In a more personally immediate way, PMT events are humiliating and frightening, humiliating because they are acts of coercion and abject domination, and frightening because they are uncontained and unpredictable, bearing in this regard some resemblance to biological and chemical attacks. Furthermore, PMT events create the perception that many future terrorist attacks could very easily be committed and convince people that efforts to protect are not effective (e.g. personal fantasies about how to circumvent shoddy security). Attacks upon well-selected targets shatter the identity of the target population on many levels, and sweep away key aspects of assumptions about reality which have served to group the local population in context. PMT events “burst the bubble” as one participant in a focus group put it, revealing long-standing problems on multiple societal levels which had been ignored for decades, if not longer.

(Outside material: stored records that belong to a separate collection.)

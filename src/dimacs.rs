//! Graph text formats.
//!
//! Two formats are read:
//!
//! - DIMACS: `c` comment lines, one `p edge N M` problem line, then `e U V` edge lines with
//!   1-based vertex ids.
//! - Adjacency matrix: one row per line, each a string of `0`/`1` (whitespace between entries
//!   is ignored). The matrix must be square, symmetric, and zero on the diagonal.
//!
//! Both parse into a [`ParsedGraph`] (vertex count plus 0-based edge list), which
//! [`ParsedGraph::into_graph`] turns into a [`BitGraph`].

use crate::error::ParseError;
use crate::graph::BitGraph;
use std::io::BufRead;
use std::path::Path;

/// Supported input formats.
#[derive(Clone, Copy, Debug, Default, PartialEq, Eq, Hash)]
pub enum Format {
    /// DIMACS edge format.
    #[default]
    Dimacs,
    /// 0/1 adjacency matrix.
    Matrix,
}

impl std::str::FromStr for Format {
    type Err = String;

    fn from_str(s: &str) -> Result<Self, Self::Err> {
        match s.to_ascii_lowercase().as_str() {
            "dimacs" | "clq" | "col" => Ok(Self::Dimacs),
            "matrix" | "adj" => Ok(Self::Matrix),
            _ => Err(format!("unknown format '{s}' (expected dimacs or matrix)")),
        }
    }
}

/// A graph as read from text, before validation by [`BitGraph::build`].
#[derive(Clone, Debug, Default, PartialEq, Eq)]
pub struct ParsedGraph {
    /// Number of vertices.
    pub n: usize,
    /// Edges with 0-based endpoints, in input order.
    pub edges: Vec<(usize, usize)>,
}

impl ParsedGraph {
    /// Builds the bit-parallel graph.
    ///
    /// # Errors
    /// Returns [`ParseError::Graph`] for self-loops or out-of-range endpoints.
    pub fn into_graph(self) -> Result<BitGraph, ParseError> {
        Ok(BitGraph::build(self.n, &self.edges)?)
    }
}

fn malformed(line: usize, message: impl Into<String>) -> ParseError {
    ParseError::Malformed {
        line,
        message: message.into(),
    }
}

fn parse_field(line: usize, field: Option<&str>, what: &str) -> Result<usize, ParseError> {
    let field = field.ok_or_else(|| malformed(line, format!("missing {what}")))?;
    field
        .parse()
        .map_err(|_| malformed(line, format!("invalid {what} '{field}'")))
}

// ============================================================================
// DIMACS
// ============================================================================

/// Parses DIMACS edge format from a reader.
///
/// # Errors
/// Returns [`ParseError`] on I/O failure, a missing or repeated problem line, an edge before
/// the problem line, a malformed line, or a vertex id of zero.
pub fn read_dimacs<R: BufRead>(reader: R) -> Result<ParsedGraph, ParseError> {
    let mut header: Option<(usize, usize)> = None;
    let mut edges = Vec::new();

    for (idx, line) in reader.lines().enumerate() {
        let line = line?;
        let lineno = idx + 1;
        let line = line.trim();
        let mut parts = line.split_whitespace();
        match parts.next() {
            None => {}
            Some(tag) if tag.starts_with('c') => {}
            Some("p") => {
                if header.is_some() {
                    return Err(malformed(lineno, "duplicate problem line"));
                }
                match parts.next() {
                    Some("edge" | "col") => {}
                    Some(other) => {
                        return Err(malformed(lineno, format!("unsupported problem type '{other}'")))
                    }
                    None => return Err(malformed(lineno, "missing problem type")),
                }
                let n = parse_field(lineno, parts.next(), "vertex count")?;
                let m = parse_field(lineno, parts.next(), "edge count")?;
                edges.reserve(m.min(1 << 20));
                header = Some((n, m));
            }
            Some("e") => {
                if header.is_none() {
                    return Err(malformed(lineno, "edge before problem line"));
                }
                let u = parse_field(lineno, parts.next(), "edge endpoint")?;
                let v = parse_field(lineno, parts.next(), "edge endpoint")?;
                if u == 0 || v == 0 {
                    return Err(malformed(lineno, "vertex ids are 1-based"));
                }
                edges.push((u - 1, v - 1));
            }
            Some(other) => return Err(malformed(lineno, format!("unknown line type '{other}'"))),
        }
    }

    let (n, m) = header.ok_or(ParseError::MissingProblemLine)?;
    if edges.len() != m {
        log::warn!(
            "problem line declares {m} edges but {} were read",
            edges.len()
        );
    }
    Ok(ParsedGraph { n, edges })
}

/// Parses DIMACS edge format from a string.
///
/// # Errors
/// See [`read_dimacs`].
pub fn parse_dimacs(text: &str) -> Result<ParsedGraph, ParseError> {
    read_dimacs(text.as_bytes())
}

// ============================================================================
// Adjacency matrix
// ============================================================================

/// Parses a 0/1 adjacency matrix.
///
/// Blank lines are skipped. Line numbers in errors refer to the input text.
///
/// # Errors
/// Returns [`ParseError`] for an empty or non-square matrix, an entry other than `0`/`1`,
/// a set diagonal entry, or an asymmetric pair.
pub fn parse_matrix(text: &str) -> Result<ParsedGraph, ParseError> {
    let rows: Vec<(usize, Vec<bool>)> = text
        .lines()
        .enumerate()
        .map(|(idx, line)| (idx + 1, line.trim()))
        .filter(|(_, line)| !line.is_empty())
        .map(|(lineno, line)| {
            line.chars()
                .filter(|c| !c.is_whitespace())
                .map(|c| match c {
                    '0' => Ok(false),
                    '1' => Ok(true),
                    other => Err(malformed(lineno, format!("invalid matrix entry '{other}'"))),
                })
                .collect::<Result<Vec<bool>, ParseError>>()
                .map(|row| (lineno, row))
        })
        .collect::<Result<_, _>>()?;

    if rows.is_empty() {
        return Err(ParseError::EmptyMatrix);
    }
    let n = rows.len();
    for (lineno, row) in &rows {
        if row.len() != n {
            return Err(malformed(
                *lineno,
                format!("row has {} entries, expected {n}", row.len()),
            ));
        }
    }

    let mut edges = Vec::new();
    for i in 0..n {
        if rows[i].1[i] {
            return Err(crate::error::GraphError::SelfLoop { vertex: i }.into());
        }
        for j in (i + 1)..n {
            if rows[i].1[j] != rows[j].1[i] {
                return Err(ParseError::NotSymmetric { i, j });
            }
            if rows[i].1[j] {
                edges.push((i, j));
            }
        }
    }
    Ok(ParsedGraph { n, edges })
}

// ============================================================================
// Files
// ============================================================================

/// Reads and builds a graph from `path`.
///
/// # Errors
/// Returns [`ParseError`] on I/O failure, malformed text, or an invalid edge list.
pub fn read_graph(path: &Path, format: Format) -> Result<BitGraph, ParseError> {
    let parsed = match format {
        Format::Dimacs => {
            let file = std::fs::File::open(path)?;
            read_dimacs(std::io::BufReader::new(file))?
        }
        Format::Matrix => parse_matrix(&std::fs::read_to_string(path)?)?,
    };
    log::info!(
        "read {} vertices and {} edges from {}",
        parsed.n,
        parsed.edges.len(),
        path.display()
    );
    parsed.into_graph()
}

Individual-Level Responses
PMT events may lead citizens to feel angry toward themselves for failing to have acted preventively, in addition to considering ways they could have a different impact in the future. PMT events evoke fear and suspicion directed toward one’s neighbors, with a sense of disbelief that a citizen of my city could have aided the terrorists both in terms of planning and information gather prior to the attack, as well as providing support and logistical information during the attack. This sense of “the enemy within” enhances the deep tearing apart of security and predictability and inveighs against the enhanced sense of community cohesion and activism following mass trauma. As with any terrorist event or disaster (or other traumatic event for that matter), re-activation of prior traumatic responses via re-traumatization, is an ever-present possibility to be taken into consideration.

Provisional Conclusions
To conclude this incomplete consideration, a fundamental feature of terrorism in general, accentuated with PMT events specifically, is the experience of total or near-total humiliation. The singular event is arguably on cross-section in time of an ongoign systemic enactment related to prior humiliations experienced by the terrorist group committing what is often conveyed as an act of retaliation, related to still earlier events, and so on, sketching the outlines of a broader psycho-historical and contextual understanding for terrorism. Reverberating cycles of impulsive violence and strong unregulated negative affect prevent useful communication and collaboration.

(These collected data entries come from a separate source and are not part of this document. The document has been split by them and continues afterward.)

//! One branch-and-bound step as a transportable value.
//!
//! A [`SearchNode`] carries everything needed to resume a branch on any worker: the partial
//! clique, the candidate set, and an upper bound on the clique size reachable below it. There is
//! no hidden execution state, so moving a branch between workers is just
//! [`SearchNode::encode`] on one side and [`SearchNode::decode`] on the other.
//!
//! Children are produced by a [`NodeGenerator`]. The generator colours the parent's candidates
//! once and yields the include-child of each vertex, highest colour first; what it has not yet
//! yielded is the exclude-continuation of the parent. Pulling children one at a time lets the
//! scheduler decide, on demand, how many become stealable tasks.

use crate::bitset::BitSet;
use crate::coloring::Coloring;
use crate::graph::BitGraph;
use crate::incumbent::LocalIncumbent;
use serde::{Deserialize, Serialize};
use std::sync::Arc;

// ============================================================================
// SearchNode
// ============================================================================

/// A node of the search tree: `(clique, candidates, bound)` plus its depth.
#[derive(Clone, Debug, PartialEq, Eq, Serialize, Deserialize)]
pub struct SearchNode {
    /// Chosen vertices, in choice order. Pairwise adjacent.
    pub clique: Vec<usize>,
    /// Vertices adjacent to every member of `clique` still eligible to extend it.
    pub candidates: BitSet,
    /// Upper bound on the size of any clique in this subtree.
    pub bound: usize,
    /// Distance from the root.
    pub depth: usize,
}

impl SearchNode {
    /// The root: empty clique, every vertex a candidate.
    pub fn root(graph: &BitGraph) -> Self {
        Self {
            clique: Vec::new(),
            candidates: graph.all_vertices(),
            bound: graph.order(),
            depth: 0,
        }
    }

    /// Size of the partial clique.
    #[inline(always)]
    pub fn size(&self) -> usize {
        self.clique.len()
    }

    /// Returns true if nothing can extend this clique.
    #[inline]
    pub fn is_leaf(&self) -> bool {
        self.candidates.is_empty()
    }

    /// Serialises the node for transport.
    ///
    /// # Errors
    /// Returns an error if serialisation fails.
    pub fn encode(&self) -> Result<Vec<u8>, bincode::Error> {
        bincode::serialize(self)
    }

    /// Deserialises a node produced by [`SearchNode::encode`].
    ///
    /// # Errors
    /// Returns an error for truncated or corrupt bytes, or a node whose candidate set is
    /// malformed or whose bound is below its own clique size.
    pub fn decode(bytes: &[u8]) -> Result<Self, bincode::Error> {
        let node: Self = bincode::deserialize(bytes)?;
        if !node.candidates.is_well_formed() {
            return Err(Box::new(bincode::ErrorKind::Custom(
                "candidate set does not match its capacity".into(),
            )));
        }
        if node.bound < node.size() {
            return Err(Box::new(bincode::ErrorKind::Custom(format!(
                "bound {} below clique size {}",
                node.bound,
                node.size()
            ))));
        }
        Ok(node)
    }
}

// ============================================================================
// SearchSpace
// ============================================================================

/// Result of inspecting one node eagerly.
#[derive(Clone, Debug, Default, PartialEq, Eq)]
pub struct Expansion {
    /// The node's clique, if it beats the incumbent passed in.
    pub improvement: Option<Vec<usize>>,
    /// Children that survive the bound; empty when the node is pruned or a leaf.
    pub children: Vec<SearchNode>,
}

impl Expansion {
    /// Returns true if the node produced no children.
    #[inline]
    pub fn is_pruned(&self) -> bool {
        self.children.is_empty()
    }
}

/// The registered search space: a graph plus the branch and bound callbacks over it.
#[derive(Clone, Debug)]
pub struct SearchSpace {
    graph: Arc<BitGraph>,
}

impl SearchSpace {
    /// Wraps a shared graph.
    pub fn new(graph: Arc<BitGraph>) -> Self {
        Self { graph }
    }

    /// The underlying graph.
    #[inline]
    pub fn graph(&self) -> &BitGraph {
        &self.graph
    }

    /// The root node.
    pub fn root(&self) -> SearchNode {
        SearchNode::root(&self.graph)
    }

    /// Returns true if no clique below `node` can beat `incumbent`.
    #[inline(always)]
    pub fn prunable(node: &SearchNode, incumbent: usize) -> bool {
        node.bound <= incumbent
    }

    /// Lazily generates the children of `node`.
    ///
    /// The generator is empty when `node` cannot beat `incumbent`; the candidates are not
    /// coloured in that case.
    pub fn children(&self, node: &SearchNode, incumbent: usize) -> NodeGenerator {
        if Self::prunable(node, incumbent) {
            NodeGenerator::exhausted(&self.graph, node)
        } else {
            NodeGenerator::new(&self.graph, node)
        }
    }

    /// Inspects `node` against `incumbent` and returns every surviving child.
    pub fn expand(&self, node: &SearchNode, incumbent: usize) -> Expansion {
        let improvement = (node.size() > incumbent).then(|| node.clique.clone());
        let incumbent = incumbent.max(node.size());
        if Self::prunable(node, incumbent) || node.is_leaf() {
            return Expansion {
                improvement,
                children: Vec::new(),
            };
        }
        let children = self.children(node, incumbent).take(usize::MAX, incumbent);
        Expansion {
            improvement,
            children,
        }
    }

    /// Splits the tree below `node` breadth-first, down to `depth` levels.
    ///
    /// Cliques met on the way are offered to `incumbent`, and its size prunes the split.
    /// Every returned node sits exactly `depth` levels below `node`; branches that die out
    /// earlier leave nothing behind except what they offered to `incumbent`.
    pub fn split(
        &self,
        node: SearchNode,
        depth: usize,
        incumbent: &mut LocalIncumbent,
    ) -> Vec<SearchNode> {
        let mut frontier = vec![node];
        for _ in 0..depth {
            let mut next = Vec::with_capacity(frontier.len() * 2);
            for node in frontier {
                let expansion = self.expand(&node, incumbent.size());
                if let Some(clique) = expansion.improvement {
                    incumbent.offer(&clique);
                }
                next.extend(expansion.children);
            }
            frontier = next;
        }
        let best = incumbent.size();
        frontier.retain(|n| !Self::prunable(n, best));
        frontier
    }
}

// ============================================================================
// NodeGenerator
// ============================================================================

/// Pull-based generator over the children of one node.
#[derive(Clone, Debug)]
pub struct NodeGenerator {
    parent_clique: Vec<usize>,
    parent_depth: usize,
    /// Parent candidates minus every vertex already branched on.
    remaining: BitSet,
    coloring: Coloring,
    /// Children still to produce are `coloring.order[..next]`.
    next: usize,
    graph: Arc<BitGraph>,
}

impl NodeGenerator {
    /// Colours the candidates of `parent` and prepares to branch on them.
    pub fn new(graph: &Arc<BitGraph>, parent: &SearchNode) -> Self {
        let coloring = Coloring::greedy(graph, &parent.candidates);
        let next = coloring.len();
        Self {
            parent_clique: parent.clique.clone(),
            parent_depth: parent.depth,
            remaining: parent.candidates.clone(),
            coloring,
            next,
            graph: Arc::clone(graph),
        }
    }

    /// A generator that yields nothing.
    fn exhausted(graph: &Arc<BitGraph>, parent: &SearchNode) -> Self {
        Self {
            parent_clique: parent.clique.clone(),
            parent_depth: parent.depth,
            remaining: BitSet::new(graph.order()),
            coloring: Coloring::default(),
            next: 0,
            graph: Arc::clone(graph),
        }
    }

    /// Depth of the parent node.
    #[inline]
    pub fn depth(&self) -> usize {
        self.parent_depth
    }

    /// Upper bound on the number of children left.
    #[inline]
    pub fn remaining(&self) -> usize {
        self.next
    }

    /// Returns true once no further child can be produced.
    #[inline]
    pub fn is_exhausted(&self) -> bool {
        self.next == 0
    }

    /// Produces the next child whose bound beats `incumbent`.
    ///
    /// Colours only decrease along the generator, so the first child that fails the bound
    /// ends the generator.
    pub fn next_child(&mut self, incumbent: usize) -> Option<SearchNode> {
        if self.next == 0 {
            return None;
        }
        let idx = self.next - 1;
        let bound = self.parent_clique.len() + self.coloring.colors[idx];
        if bound <= incumbent {
            self.next = 0;
            return None;
        }
        self.next = idx;

        let v = self.coloring.order[idx];
        let candidates = self.remaining.intersection(self.graph.neighbors(v));
        self.remaining.remove(v);

        let mut clique = Vec::with_capacity(self.parent_clique.len() + 1);
        clique.extend_from_slice(&self.parent_clique);
        clique.push(v);

        Some(SearchNode {
            clique,
            candidates,
            bound,
            depth: self.parent_depth + 1,
        })
    }

    /// Pulls up to `k` surviving children.
    pub fn take(&mut self, k: usize, incumbent: usize) -> Vec<SearchNode> {
        let mut out = Vec::new();
        while out.len() < k {
            match self.next_child(incumbent) {
                Some(child) => out.push(child),
                None => break,
            }
        }
        out
    }
}

// ============================================================================
// Tests
// ============================================================================

#[cfg(test)]
mod tests {
    use super::*;
    use crate::solver::clique_number;
    use rand::SeedableRng;
    use rand_xorshift::XorShiftRng;

    fn space(graph: BitGraph) -> SearchSpace {
        SearchSpace::new(Arc::new(graph))
    }

    /// Exhaustive depth-first search driven only through `expand`.
    fn search_with_expand(space: &SearchSpace) -> Vec<usize> {
        let mut best: Vec<usize> = Vec::new();
        let mut stack = vec![space.root()];
        while let Some(node) = stack.pop() {
            let expansion = space.expand(&node, best.len());
            if let Some(clique) = expansion.improvement {
                best = clique;
            }
            stack.extend(expansion.children);
        }
        best
    }

    #[test]
    fn root_covers_every_vertex() {
        let g = BitGraph::complete(9);
        let root = SearchNode::root(&g);
        assert_eq!(root.candidates.count(), 9);
        assert_eq!(root.bound, 9);
        assert_eq!(root.depth, 0);
        assert!(root.clique.is_empty());
    }

    #[test]
    fn encode_decode_preserves_node() {
        let mut rng = XorShiftRng::seed_from_u64(3);
        let s = space(BitGraph::random(150, 0.4, &mut rng));
        let mut generator = s.children(&s.root(), 0);
        let child = generator.next_child(0).unwrap();
        let bytes = child.encode().unwrap();
        assert_eq!(SearchNode::decode(&bytes).unwrap(), child);
    }

    #[test]
    fn decode_rejects_garbage() {
        assert!(SearchNode::decode(&[1, 2, 3]).is_err());
        assert!(SearchNode::decode(&[]).is_err());
    }

    #[test]
    fn decode_rejects_inconsistent_bound() {
        let g = BitGraph::complete(4);
        let mut node = SearchNode::root(&g);
        node.clique = vec![0, 1, 2];
        node.bound = 2;
        let bytes = node.encode().unwrap();
        assert!(SearchNode::decode(&bytes).is_err());
    }

    #[test]
    fn children_are_cliques_with_valid_bounds() {
        let mut rng = XorShiftRng::seed_from_u64(0x51);
        let g = BitGraph::random(12, 0.6, &mut rng);
        let s = space(g.clone());
        let mut stack = vec![s.root()];
        while let Some(node) = stack.pop() {
            assert!(g.is_clique(&node.clique));
            for v in &node.candidates {
                assert!(node.clique.iter().all(|&u| g.has_edge(u, v)));
            }
            // The bound must cover the best clique reachable below the node.
            let sub = BitGraph::build(
                g.order(),
                &g.edges()
                    .into_iter()
                    .filter(|&(u, v)| node.candidates.contains(u) && node.candidates.contains(v))
                    .collect::<Vec<_>>(),
            )
            .unwrap();
            // Isolated vertices outside the candidates add at most one, which `min` caps.
            let within = clique_number(&sub).min(node.candidates.count());
            assert!(node.bound >= node.size() + within);
            stack.extend(s.children(&node, 0).take(usize::MAX, 0));
        }
    }

    #[test]
    fn expand_prunes_when_bound_cannot_beat_incumbent() {
        let s = space(BitGraph::complete(4));
        let root = s.root();
        let expansion = s.expand(&root, 4);
        assert!(expansion.is_pruned());
        assert!(expansion.improvement.is_none());
    }

    #[test]
    fn expand_reports_improvement() {
        let s = space(BitGraph::complete(3));
        let child = s.children(&s.root(), 0).next_child(0).unwrap();
        let expansion = s.expand(&child, 0);
        assert_eq!(expansion.improvement, Some(child.clique.clone()));
        let again = s.expand(&child, 1);
        assert!(again.improvement.is_none());
    }

    #[test]
    fn generator_stops_at_first_failing_bound() {
        let s = space(BitGraph::complete(5));
        let mut generator = s.children(&s.root(), 0);
        assert_eq!(generator.remaining(), 5);
        // Colours are 5,4,3,2,1 from the top; with incumbent 3 only colours 5 and 4 survive.
        let kids = generator.take(usize::MAX, 3);
        assert_eq!(kids.len(), 2);
        assert!(generator.is_exhausted());
    }

    #[test]
    fn children_of_prunable_node_are_empty() {
        let s = space(BitGraph::complete(6));
        let mut generator = s.children(&s.root(), 6);
        assert!(generator.is_exhausted());
        assert!(generator.next_child(0).is_none());
    }

    #[test]
    fn search_through_expand_is_exact() {
        let mut rng = XorShiftRng::seed_from_u64(0xE4);
        for _ in 0..25 {
            let g = BitGraph::random(30, 0.5, &mut rng);
            let s = space(g.clone());
            let best = search_with_expand(&s);
            assert!(g.is_clique(&best));
            assert_eq!(best.len(), clique_number(&g));
        }
    }

    #[test]
    fn split_frontier_plus_incumbent_is_exact() {
        let mut rng = XorShiftRng::seed_from_u64(0x5917);
        let g = BitGraph::random(40, 0.5, &mut rng);
        let s = space(g.clone());
        let mut incumbent = LocalIncumbent::new();
        let frontier = s.split(s.root(), 2, &mut incumbent);
        assert!(frontier.iter().all(|n| n.depth == 2));

        let mut best = incumbent.clique().to_vec();
        for node in frontier {
            let mut stack = vec![node];
            while let Some(node) = stack.pop() {
                let expansion = s.expand(&node, best.len());
                if let Some(clique) = expansion.improvement {
                    best = clique;
                }
                stack.extend(expansion.children);
            }
        }
        assert_eq!(best.len(), clique_number(&g));
    }
}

Alternatively, to end on a more hopeful note, when things get bad enough, terror events may serve as a “wake-up call” (as one Mumbai child wrote within a drawing about 26/11 “It’s sad we needed such a big wake-up call”) and lead to more restrained, less violent, and more collaborative approaches. Terrorism may therefore be seen as a symptom within the global psyche, if one takes the somewhat fanciful view of the world as an individual - a self-mutilating cry for help for a chronically and complexly traumatized world. It would be preferable to reach this tipping point without excessive destruction and suffering, however.